D’après le site du gouvernement, cette «stratégie nationale de prévention et de lutte contre la pauvreté a pour ambition de lutter contre les inégalités de destin et de permettre une égalité des chances réelle». 8,5 milliards d’euros seront mis sur la table pour ce plan basé sur la «prévention» et «l’accompagnement». «Un processus d’évaluation et de suivi va être mis en place à la rentrée 2019. Ce que je sais, c’est que la pauvreté des jeunes et la précarité des adultes en situation d’emploi sont deux phénomènes qui existent en France depuis longtemps. Il ne faut pas nécessairement s’attendre à des résultats rapides», analyse Jérôme Vignon.
«La stratégie du gouvernement vise notamment à mettre l’accent sur la contractualisation avec les conseils généraux, donc la décentralisation, en leur donnant plus de marge de manœuvre pour aider à la réinsertion vers l’emploi. Cela passe par davantage de ressource pour eux. Cette stratégie est intéressante. Le précédent plan 2012-2017, piloté par Jean-Marc Ayrault, avait fait l’objet de critiques, on l’avait accusé d’être trop centralisé. La question concerne également les moyens donnés aux départements les plus pauvres. Leur donner plus de marge de manœuvre est positif, mais ce sont souvent les départements les moins bien lotis financièrement qui ont à faire face aux charges de réinsertion vers l’emploi les plus importantes», ajoute-t-il.
Le 3 juin a été lancée une concertation autour du «revenu universel d’activité», mesure phare du plan pauvreté. Selon LCI, l’objectif du gouvernement est «à minima de fusionner le revenu de solidarité active (RSA), les aides au logement et probablement la prime d’activité dans un seul revenu». Cependant, la porte est laissée ouverte concernant l’ajout de l’allocation adulte handicapé (AAH) et de l’allocation de solidarité spécifique (ASS) dans ce revenu unique. Pour le moment, tout reste à définir et la loi ne devrait pas être votée avant 2020.
«Le “revenu universel d’activité” est supposé faciliter l’accès et assurer une meilleure régularité des ressources aux bénéficiaires des minimas. C’est un sujet extrêmement difficile. Les précédents gouvernements en ont fait l’expérience. Le tout est de ne pas faire trop de perdants.

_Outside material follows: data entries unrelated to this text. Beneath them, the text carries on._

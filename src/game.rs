//! Game state: playfield, active piece, score, spawn and game over.

use crate::piece::{ActivePiece, Rotation, TetrominoKind};
use crate::playfield::Playfield;
use rand::rngs::StdRng;
use rand::{Rng, SeedableRng};

/// Points per cleared row.
pub const LINE_BONUS: u32 = 10;

/// Where the game is in its lifecycle.
#[derive(Debug, Clone, Copy, PartialEq, Eq)]
pub enum Status {
    /// Constructed, waiting for the first `reset`.
    Ready,
    Playing,
    GameOver,
}

/// Result of a one-row drop.
#[derive(Debug, Clone, Copy, PartialEq, Eq)]
pub enum DropOutcome {
    /// Not playing; nothing happened.
    Ignored,
    /// Piece moved one row down.
    Moved,
    /// Piece could not move, was merged and the next piece spawned.
    Locked { lines: u32 },
}

/// Game state: playfield, current piece, score, lines, game over.
#[derive(Debug, Clone)]
pub struct GameState {
    playfield: Playfield,
    piece: Option<ActivePiece>,
    score: u32,
    lines_cleared: u32,
    game_over: bool,
    rng: StdRng,
}

impl GameState {
    pub fn new(width: usize, height: usize, seed: u64) -> Self {
        Self {
            playfield: Playfield::new(width, height),
            piece: None,
            score: 0,
            lines_cleared: 0,
            game_over: false,
            rng: StdRng::seed_from_u64(seed),
        }
    }

    pub fn playfield(&self) -> &Playfield {
        &self.playfield
    }

    pub fn piece(&self) -> Option<&ActivePiece> {
        self.piece.as_ref()
    }

    pub fn score(&self) -> u32 {
        self.score
    }

    pub fn lines_cleared(&self) -> u32 {
        self.lines_cleared
    }

    pub fn is_game_over(&self) -> bool {
        self.game_over
    }

    pub fn status(&self) -> Status {
        if self.is_game_over() {
            Status::GameOver
        } else if self.piece.is_some() {
            Status::Playing
        } else {
            Status::Ready
        }
    }

    /// Clear everything and spawn the first piece. The only way out of game over.
    pub fn reset(&mut self) {
        self.playfield.clear();
        self.score = 0;
        self.lines_cleared = 0;
        self.game_over = false;
        self.spawn();
    }

    /// Shift the piece by `offset` columns; reverted if the new position collides.
    pub fn move_horizontal(&mut self, offset: i32) {
        if self.game_over {
            return;
        }
        if let Some(ref mut piece) = self.piece {
            piece.x += offset;
            if self.playfield.collides(piece) {
                piece.x -= offset;
            }
        }
    }

    pub fn move_left(&mut self) {
        self.move_horizontal(-1);
    }

    pub fn move_right(&mut self) {
        self.move_horizontal(1);
    }

    /// Rotate with wall kick. Returns false (and leaves the piece untouched) if no kick fits.
    pub fn rotate(&mut self, dir: Rotation) -> bool {
        if self.game_over {
            return false;
        }
        let Some(ref mut piece) = self.piece else {
            return false;
        };
        let start_x = piece.x;
        let limit = piece.shape.width() as i32;
        let mut offset = 1i32;
        piece.shape.rotate(dir);
        // Offsets +1, -2, +3, ... accumulate to columns +1, -1, +2, ... from the start; the
        // bound is checked before the newest column is tested.
        while self.playfield.collides(piece) {
            piece.x += offset;
            offset = -(offset + offset.signum());
            if offset > limit {
                piece.shape.rotate(dir.opposite());
                piece.x = start_x;
                return false;
            }
        }
        true
    }

    /// Move down one row; on contact merge, sweep, score and spawn the next piece.
    pub fn soft_drop(&mut self) -> DropOutcome {
        if self.game_over {
            return DropOutcome::Ignored;
        }
        let Some(ref mut piece) = self.piece else {
            return DropOutcome::Ignored;
        };
        piece.y += 1;
        if !self.playfield.collides(piece) {
            return DropOutcome::Moved;
        }
        piece.y -= 1;
        let lines = self.lock_piece();
        DropOutcome::Locked { lines }
    }

    /// Gravity step; identical to a manual soft drop.
    pub fn tick(&mut self) -> DropOutcome {
        self.soft_drop()
    }

    fn lock_piece(&mut self) -> u32 {
        let piece = match self.piece.take() {
            Some(p) => p,
            None => return 0,
        };
        self.playfield.merge(&piece);
        let lines = self.playfield.sweep();
        self.lines_cleared += lines;
        self.score += lines * LINE_BONUS;
        self.spawn();
        lines
    }

    fn spawn(&mut self) {
        let idx = self.rng.random_range(0..TetrominoKind::ALL.len());
        self.spawn_kind(TetrominoKind::ALL[idx]);
    }

    fn spawn_kind(&mut self, kind: TetrominoKind) {
        let piece = ActivePiece::spawn(kind, self.playfield.width());
        if self.playfield.collides(&piece) {
            self.game_over = true;
        }
        self.piece = Some(piece);
    }
}
pub mod api;
pub mod ui;

use crate::query::QueryError;
use axum::http::StatusCode;

/// HTTP status for a failed query flow.
pub fn error_status(error: &QueryError) -> StatusCode {
    match error {
        QueryError::EmptyQuestion => StatusCode::BAD_REQUEST,
        QueryError::NoActiveQuery
        | QueryError::PageUnavailable(_)
        | QueryError::PagePending
        | QueryError::QueryPending => StatusCode::CONFLICT,
        QueryError::Connection(_) | QueryError::Status(_) | QueryError::Response(_) => {
            StatusCode::BAD_GATEWAY
        }
        QueryError::Config(_) => StatusCode::INTERNAL_SERVER_ERROR,
    }
}
use crate::query::models::Field;
use serde_json::{Map, Value};
use std::fs;
use std::io::Write;
use std::path::Path;
use thiserror::Error;
use tracing::{debug, info};

#[derive(Debug, Error)]
pub enum ConvertError {
    #[error("I/O error: {0}")]
    Io(#[from] std::io::Error),
    #[error("Invalid export JSON: {0}")]
    Json(#[from] serde_json::Error),
    #[error("CSV error: {0}")]
    Csv(#[from] csv::Error),
}

/// Converts a tax records export (a JSON array of objects keyed by the
/// Finnish column headers) into CSV with one column per known field.
pub fn convert_file(input: &Path, output: &Path) -> Result<usize, ConvertError> {
    info!("Converting {} to {}", input.display(), output.display());

    let raw = fs::read_to_string(input)?;
    let records: Vec<Map<String, Value>> = serde_json::from_str(&raw)?;

    let file = fs::File::create(output)?;
    let written = write_csv(&records, file)?;

    info!("Wrote {} records to {}", written, output.display());
    Ok(written)
}

pub fn write_csv<W: Write>(records: &[Map<String, Value>], out: W) -> Result<usize, ConvertError> {
    let mut writer = csv::Writer::from_writer(out);
    writer.write_record(Field::ALL.iter().map(|f| f.key()))?;

    for record in records {
        let mut cells = vec![String::new(); Field::ALL.len()];
        for (header, value) in record {
            match Field::from_source_header(header) {
                Some(field) => {
                    let index = Field::ALL.iter().position(|f| *f == field).unwrap_or(0);
                    cells[index] = cell_text(value);
                }
                None => debug!("Skipping unknown export column '{}'", header),
            }
        }
        writer.write_record(&cells)?;
    }

    writer.flush()?;
    Ok(records.len())
}

fn cell_text(value: &Value) -> String {
    match value {
        Value::Null => String::new(),
        Value::String(s) => s.clone(),
        other => other.to_string(),
    }
}
use crate::query::models::{PaginationState, QueryResult, Row};

impl PaginationState {
    /// Window for `page` (1-based). Pages below 1 are treated as page 1.
    pub fn for_page(page: u64, page_size: u64, total_count: u64) -> Self {
        let page = page.max(1);
        let page_size = page_size.max(1);
        let window_end = page.saturating_mul(page_size);

        Self {
            page_size,
            total_count,
            start_index: (page - 1) * page_size,
            end_index: window_end.min(total_count) as i64 - 1,
            has_next_page: window_end < total_count,
            has_previous_page: page > 1,
        }
    }

    pub fn current_page(&self) -> u64 {
        self.start_index / self.page_size.max(1) + 1
    }

    pub fn total_pages(&self) -> u64 {
        self.total_count.div_ceil(self.page_size.max(1))
    }

    /// "Showing 41 to 45 of 45 results" style summary of the window.
    pub fn summary(&self) -> String {
        if self.total_count == 0 {
            return "No results".to_string();
        }
        let last = (self.end_index + 1).min(self.total_count as i64).max(0);
        format!(
            "Showing {} to {} of {} results",
            self.start_index + 1,
            last,
            self.total_count
        )
    }
}

/// Pagination of a freshly received top-level result.
///
/// Uses the service-provided descriptor when present, otherwise derives
/// page 1 from `fallback_page_size` and the result total.
pub fn initial_pagination(result: &QueryResult, fallback_page_size: u64) -> PaginationState {
    result
        .pagination
        .unwrap_or_else(|| PaginationState::for_page(1, fallback_page_size, result.total()))
}

/// Merges a fetched page into the previous result.
///
/// `pageSize` and `totalCount` are held from `previous`; every other field
/// except `results` and `pagination` is carried over unchanged.
pub fn reconcile(
    previous: &QueryResult,
    rows: Vec<Row>,
    page: u64,
    fallback_page_size: u64,
) -> QueryResult {
    let current = initial_pagination(previous, fallback_page_size);

    QueryResult {
        results: rows,
        pagination: Some(PaginationState::for_page(
            page,
            current.page_size,
            current.total_count,
        )),
        ..previous.clone()
    }
}
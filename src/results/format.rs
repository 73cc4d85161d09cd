//! Cell formatting for result values.
//!
//! Numbers are grouped in thousands with a space and currency is shown in
//! whole euros, following how the published Finnish records present them.

use chrono::Datelike;
use serde::{Deserialize, Serialize};
use serde_json::Value;

pub const PLACEHOLDER: &str = "-";

const GROUP_SEPARATOR: char = ' ';
const CURRENCY_SUFFIX: &str = " €";
const PERCENT_SUFFIX: &str = " %";
const FIRST_YEAR: i64 = 1900;

#[derive(Debug, Clone, Copy, Default, PartialEq, Eq, Serialize, Deserialize)]
#[serde(rename_all = "lowercase")]
pub enum DataType {
    #[default]
    Text,
    Number,
    Currency,
    Percentage,
    Year,
    Rank,
}

/// Formats `value` for display according to `data_type`.
pub fn format_value(value: &Value, data_type: DataType) -> String {
    if is_empty_value(value) {
        return PLACEHOLDER.to_string();
    }
    match data_type {
        DataType::Currency => format_currency(value),
        DataType::Percentage => format_percentage(value),
        DataType::Number => format_number(value),
        DataType::Rank => format_rank(value),
        DataType::Year => format_year(value, chrono::Local::now().year() as i64),
        DataType::Text => format_text(value),
    }
}

/// Null and the empty string both render as the placeholder.
pub fn is_empty_value(value: &Value) -> bool {
    match value {
        Value::Null => true,
        Value::String(s) => s.is_empty(),
        _ => false,
    }
}

pub fn format_currency(value: &Value) -> String {
    match numeric(value) {
        Some(n) => format!("{}{}", group_fixed(n, 0), CURRENCY_SUFFIX),
        None => PLACEHOLDER.to_string(),
    }
}

/// `value` is a fraction: 0.25 renders as `25.0 %`.
pub fn format_percentage(value: &Value) -> String {
    match numeric(value) {
        Some(n) => format!("{}{}", group_fixed(n * 100.0, 1), PERCENT_SUFFIX),
        None => PLACEHOLDER.to_string(),
    }
}

pub fn format_number(value: &Value) -> String {
    match numeric(value) {
        Some(n) => group_fixed(n, 0),
        None => PLACEHOLDER.to_string(),
    }
}

pub fn format_rank(value: &Value) -> String {
    match integer(value) {
        Some(n) if n > 0 => format!("{}{}", group_digits(n), ordinal_suffix(n)),
        _ => PLACEHOLDER.to_string(),
    }
}

pub fn format_year(value: &Value, current_year: i64) -> String {
    match integer(value) {
        Some(year) if (FIRST_YEAR..=current_year).contains(&year) => year.to_string(),
        _ => PLACEHOLDER.to_string(),
    }
}

pub fn format_text(value: &Value) -> String {
    let text = match value {
        Value::Null => return PLACEHOLDER.to_string(),
        Value::String(s) => s.trim().to_string(),
        other => other.to_string(),
    };

    if text.is_empty() {
        PLACEHOLDER.to_string()
    } else {
        text
    }
}

/// English ordinal suffix: 11–13 take "th", otherwise by last digit.
pub fn ordinal_suffix(n: i64) -> &'static str {
    let n = n.unsigned_abs();
    if (11..=13).contains(&(n % 100)) {
        return "th";
    }
    match n % 10 {
        1 => "st",
        2 => "nd",
        3 => "rd",
        _ => "th",
    }
}

fn numeric(value: &Value) -> Option<f64> {
    let n = match value {
        Value::Number(n) => n.as_f64()?,
        Value::String(s) => s.trim().parse::<f64>().ok()?,
        _ => return None,
    };
    n.is_finite().then_some(n)
}

// Integer part of a numeric value, the way ranks and years arrive as text
fn integer(value: &Value) -> Option<i64> {
    if let Value::Number(n) = value {
        if let Some(i) = n.as_i64() {
            return Some(i);
        }
    }
    let n = numeric(value)?.trunc();
    (n.abs() < i64::MAX as f64).then_some(n as i64)
}

fn group_digits(n: i64) -> String {
    let digits = n.unsigned_abs().to_string();
    let mut grouped = String::with_capacity(digits.len() + digits.len() / 3 + 1);
    if n < 0 {
        grouped.push('-');
    }
    for (i, ch) in digits.chars().enumerate() {
        if i > 0 && (digits.len() - i) % 3 == 0 {
            grouped.push(GROUP_SEPARATOR);
        }
        grouped.push(ch);
    }
    grouped
}

// Rounds half away from zero to `decimals` places and groups the integer part
fn group_fixed(n: f64, decimals: u32) -> String {
    let scale = 10_i64.pow(decimals);
    let scaled = (n * scale as f64).round();
    if scaled.abs() >= i64::MAX as f64 {
        return PLACEHOLDER.to_string();
    }
    let scaled = scaled as i64;

    let whole = scaled.abs() / scale;
    let mut out = String::new();
    if scaled < 0 {
        out.push('-');
    }
    out.push_str(&group_digits(whole));
    if decimals > 0 {
        let frac = scaled.abs() % scale;
        out.push('.');
        out.push_str(&format!("{:0width$}", frac, width = decimals as usize));
    }
    out
}
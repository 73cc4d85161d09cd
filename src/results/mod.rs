pub mod columns;
pub mod format;
pub mod pagination;
pub mod table;
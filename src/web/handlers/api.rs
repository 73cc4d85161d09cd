use axum::{extract::State, http::StatusCode, Json};
use serde::{Deserialize, Serialize};
use std::sync::Arc;
use tracing::{error, info};

use crate::query::models::QueryRequest;
use crate::query::QueryError;
use crate::results::columns::{ColumnDescriptor, COLUMNS};
use crate::results::table::TableView;
use crate::session::PageDirection;
use crate::web::handlers::error_status;
use crate::web::state::AppState;

#[derive(Debug, Deserialize)]
pub struct PageRequest {
    pub direction: PageDirection,
}

#[derive(Debug, Serialize)]
pub struct ResultsResponse {
    pub page: u64,
    pub view: Option<TableView>,
}

#[derive(Debug, Serialize)]
pub struct SystemStatus {
    pub version: String,
    pub uptime_seconds: i64,
    pub generation: u64,
    pub page: u64,
    pub query_pending: bool,
    pub page_pending: bool,
    pub last_error: Option<String>,
}

fn reject(e: QueryError) -> (StatusCode, String) {
    let status = error_status(&e);
    if status.is_server_error() {
        error!("Query flow failed: {}", e);
    }
    (status, e.to_string())
}

async fn snapshot(state: &AppState) -> ResultsResponse {
    let session = state.session.read().await;
    ResultsResponse {
        page: session.page(),
        view: session.view(state.config.display.max_columns),
    }
}

// Natural language query
pub async fn query(
    State(state): State<Arc<AppState>>,
    Json(payload): Json<QueryRequest>,
) -> Result<Json<ResultsResponse>, (StatusCode, String)> {
    info!("API query: {}", payload.query);
    state.ask(&payload.query).await.map_err(reject)?;
    Ok(Json(snapshot(&state).await))
}

// Next / previous page of the current result
pub async fn page(
    State(state): State<Arc<AppState>>,
    Json(payload): Json<PageRequest>,
) -> Result<Json<ResultsResponse>, (StatusCode, String)> {
    state.change_page(payload.direction).await.map_err(reject)?;
    Ok(Json(snapshot(&state).await))
}

pub async fn results(State(state): State<Arc<AppState>>) -> Json<ResultsResponse> {
    Json(snapshot(&state).await)
}

pub async fn columns() -> Json<&'static [ColumnDescriptor]> {
    Json(&COLUMNS[..])
}

pub async fn system_status(State(state): State<Arc<AppState>>) -> Json<SystemStatus> {
    let session = state.session.read().await;
    Json(SystemStatus {
        version: env!("CARGO_PKG_VERSION").to_string(),
        uptime_seconds: (chrono::Utc::now() - state.startup_time).num_seconds(),
        generation: session.generation(),
        page: session.page(),
        query_pending: session.is_query_pending(),
        page_pending: session.is_page_pending(),
        last_error: session.last_error().map(str::to_string),
    })
}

La question à se poser est la suivante: “Comment simplifier sans mettre au pot un peu plus d’argent en particulier sur le RSA?”», s’interroge Jérôme Vignon.
D’après le spécialiste des questions de pauvreté, il est nécessaire de mettre le paquet sur l’insertion des décrochés de l’emploi:
«La priorité est de revaloriser les dépenses d’accompagnement vers l’insertion. C’est là qu’à mon sens, se trouve la plus grande fragilité du système. Contrairement à ce qui est indiqué dans le terme revenu de solidarité active, l’aspect accompagnement vers l’activité a été totalement négligé. Les ressources correspondantes n’ont pas été valorisées et dépendent des capacités des départements. Il faut augmenter le nombre des travailleurs sociaux et de bénévoles dans les associations qui seront en mesure d’accompagner dans la durée les personnes les plus éloignées de l’emploi.»
Jérôme Vignon pense que la question du logement joue un rôle prépondérant dans l’équation: «Augmenter l’offre de logements à des prix abordables dans les zones tendues qui proposent des emplois, mais pas de logements accessibles financièrement est primordial.» Une analyse partagée par Nicole Rouvet, qui assure que le Secours populaire prend la question à bras-le-corps:
«Nous mettons en place des baux glissants. La loi nous permet de sous-louer des appartements. Nous prenons notamment en charge les frais d’entrée, comme la caution. Les travailleurs pauvres bénéficient d’aides comme l’allocation logement. Ils peuvent souvent payer le loyer, mais c’est au moment de prendre l’appartement que cela coince. C’est là que nous intervenons. En cas de crise ponctuelle, nous pouvons leur donner un coup de pouce pour payer le loyer.»
D’après elle, l’éradication de la pauvreté ne peut passer que par une hausse des revenus:
«Il faut cesser de mettre des rustines et des pansements concernant la question de la pauvreté. Je ne pense pas que l’augmentation des salaires et des retraites fassent mal au pays.»